The USA in the Horn of Africa

The 9/11 terrorist attack changed the United States security strategy globally. The event took place a decade after the end of the Cold War and before the US and its allies in the West had truly enjoyed the triumph of neoliberalism. Nevertheless, the attack bestowed on the US a new purpose as a global leader: in its view, world states were now either friends or foes, and in extreme cases, were listed as an axis of evil or good. This labelling forced several countries to choose on which side they should stand. Driven by wrath and neoliberalist adventure, the US designed a new security strategy, with creating anchor states as its core objective.
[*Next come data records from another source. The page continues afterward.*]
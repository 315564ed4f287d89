use actix_web::{HttpRequest, HttpResponse, Result as ActixResult};
use tracing::info;

use super::StudentService;
use super::profile::build_student_profile;
use crate::models::ErrorCode;
use crate::models::students::entities::StudentStatus;
use crate::models::students::requests::UpdateStudentRequest;
use crate::models::students::responses::ToggleActiveResponse;
use crate::models::users::requests::UserUpdate;
use crate::services::respond;
use crate::utils::password::hash_password;
use crate::utils::validate::{format_postal_code, validate_postal_code};

pub async fn update_student(
    service: &StudentService,
    request: &HttpRequest,
    student_id: i64,
    update_data: UpdateStudentRequest,
) -> ActixResult<HttpResponse> {
    let storage = service.get_storage(request);

    let student = match storage.get_student_by_id(student_id).await {
        Ok(Some(student)) => student,
        Ok(None) => {
            return Ok(respond::not_found(
                ErrorCode::StudentNotFound,
                "Student not found",
            ));
        }
        Err(e) => return Ok(respond::internal("Failed to get student", e)),
    };

    let user = match storage.get_user_by_id(student.user_id).await {
        Ok(Some(user)) => user,
        Ok(None) => {
            return Ok(respond::not_found(ErrorCode::UserNotFound, "User not found"));
        }
        Err(e) => return Ok(respond::internal("Failed to get user", e)),
    };

    if update_data.name.trim().is_empty() || update_data.email.trim().is_empty() {
        return Ok(respond::bad_request(
            ErrorCode::BadRequest,
            "Name and email are required",
        ));
    }

    // 邮箱查重（排除自己）
    if update_data.email.trim().to_lowercase() != user.email {
        match storage.get_user_by_email(update_data.email.trim()).await {
            Ok(Some(other)) if other.id != user.id => {
                return Ok(respond::bad_request(
                    ErrorCode::EmailAlreadyExists,
                    "Email is already registered",
                ));
            }
            Ok(_) => {}
            Err(e) => return Ok(respond::internal("Failed to check email", e)),
        }
    }

    // CPF 查重（排除自己）
    if let Some(cpf) = &update_data.cpf
        && Some(cpf) != user.cpf.as_ref()
    {
        match storage.get_user_by_cpf(cpf).await {
            Ok(Some(other)) if other.id != user.id => {
                return Ok(respond::bad_request(
                    ErrorCode::CpfAlreadyExists,
                    "CPF is already registered",
                ));
            }
            Ok(_) => {}
            Err(e) => return Ok(respond::internal("Failed to check CPF", e)),
        }
    }

    if let Err(e) = validate_postal_code(&update_data.postal_code) {
        return Ok(respond::bad_request(ErrorCode::BadRequest, e));
    }

    // 监护人校验（更新路径不做补偿删除，用户行保持原样）
    if update_data.guardian_ids.is_empty() {
        return Ok(respond::bad_request(
            ErrorCode::GuardianRequired,
            "At least one guardian is required",
        ));
    }
    if update_data.guardian_ids.len() > 2 {
        return Ok(respond::bad_request(
            ErrorCode::GuardianLimitExceeded,
            "At most 2 guardians are allowed",
        ));
    }
    match storage.get_guardians_by_ids(&update_data.guardian_ids).await {
        Ok(guardians) if guardians.len() == update_data.guardian_ids.len() => {}
        Ok(_) => {
            return Ok(respond::bad_request(
                ErrorCode::GuardianNotFound,
                "One or more guardians were not found",
            ));
        }
        Err(e) => return Ok(respond::internal("Failed to check guardians", e)),
    }

    let password_hash = match &update_data.password {
        Some(password) if !password.is_empty() => match hash_password(password) {
            Ok(hash) => Some(hash),
            Err(e) => return Ok(respond::internal("Password hashing failed", e)),
        },
        _ => None,
    };

    let mut address = update_data.address.clone();
    address.postal_code = format_postal_code(&update_data.postal_code);

    if let Err(e) = storage
        .update_user(
            user.id,
            UserUpdate {
                name: Some(update_data.name.trim().to_string()),
                email: Some(update_data.email.trim().to_lowercase()),
                password_hash,
                age: update_data.age,
                cpf: update_data.cpf.clone(),
                address: Some(address),
            },
        )
        .await
    {
        return Ok(respond::internal("Failed to update user", e));
    }

    // 整体替换监护人关联
    if let Err(e) = storage
        .set_student_guardians(student.id, &update_data.guardian_ids)
        .await
    {
        return Ok(respond::internal("Failed to relink guardians", e));
    }

    match build_student_profile(&storage, student).await {
        Ok(profile) => Ok(respond::ok(profile, "Student updated successfully")),
        Err(e) => Ok(respond::internal("Failed to build student profile", e)),
    }
}

/// 封禁/解封：用户 active 翻转，学籍状态随之切换 locked/active
pub async fn toggle_active(
    service: &StudentService,
    request: &HttpRequest,
    student_id: i64,
) -> ActixResult<HttpResponse> {
    let storage = service.get_storage(request);

    let student = match storage.get_student_by_id(student_id).await {
        Ok(Some(student)) => student,
        Ok(None) => {
            return Ok(respond::not_found(
                ErrorCode::StudentNotFound,
                "Student not found",
            ));
        }
        Err(e) => return Ok(respond::internal("Failed to get student", e)),
    };

    let user = match storage.get_user_by_id(student.user_id).await {
        Ok(Some(user)) => user,
        Ok(None) => {
            return Ok(respond::not_found(ErrorCode::UserNotFound, "User not found"));
        }
        Err(e) => return Ok(respond::internal("Failed to get user", e)),
    };

    let new_active = !user.active;
    if let Err(e) = storage.set_user_active(user.id, new_active).await {
        return Ok(respond::internal("Failed to toggle account", e));
    }

    let new_status = if new_active {
        StudentStatus::Active
    } else {
        StudentStatus::Locked
    };
    if let Err(e) = storage.set_student_status(student.id, new_status).await {
        return Ok(respond::internal("Failed to update student status", e));
    }

    let refreshed = match storage.get_student_by_id(student_id).await {
        Ok(Some(student)) => student,
        _ => student,
    };

    info!(
        "Student {} {}",
        student_id,
        if new_active { "unblocked" } else { "blocked" }
    );

    match build_student_profile(&storage, refreshed).await {
        Ok(profile) => Ok(respond::ok(
            ToggleActiveResponse {
                active: new_active,
                student: profile,
            },
            if new_active {
                "Account activated successfully"
            } else {
                "Account blocked successfully"
            },
        )),
        Err(e) => Ok(respond::internal("Failed to build student profile", e)),
    }
}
In line with this strategy, the US appointed Ethiopia to be an anchor state in the Horn of Africa, to act as a trusted ally whenever US interests in the region were at risk. It consulted with Ethiopia in bilateral venues even when the matter at hand was relevant to other regional states. This included issues that had serious direct implications for national security. It enabled Ethiopia to enjoy special treatment and allowed it to pursue its own interests and, in some cases, do harm to other states in the name of preserving the interests of the US.

Ethiopian Prime Minister Abiy Ahmed (L) and Eritrean President Isaias Afwerki (R) celebrate the reopening of the Embassy of Eritrea in Ethiopia in Addis Ababa on July 16, 2018. – Eritrea’s President Isaias Afwerki reopened his country’s embassy in Ethiopia on July 16, the latest in a series of dizzying peace moves after two decades of war between the neighbours. (Photo by MICHAEL TEWELDE / AFP)

After the US established its post-9/11 security strategy, the Tigray People’s Liberation Front (TPLF) regime in Ethiopia became the face of US foreign policy in the Horn of Africa. Choosing one country as an anchor might be an unreliable approach, but choosing Ethiopia under the TPLF regime made the choice more devastating because it was a leadership group that had lost the basic elements of nationalist character. Allowing this group to police the region meant unleashing untamed authority.

The popular uprising in Ethiopia, endless border disagreements between Eritrea and Ethiopia, and prolonged civil war in Somalia, were consequences of this policy.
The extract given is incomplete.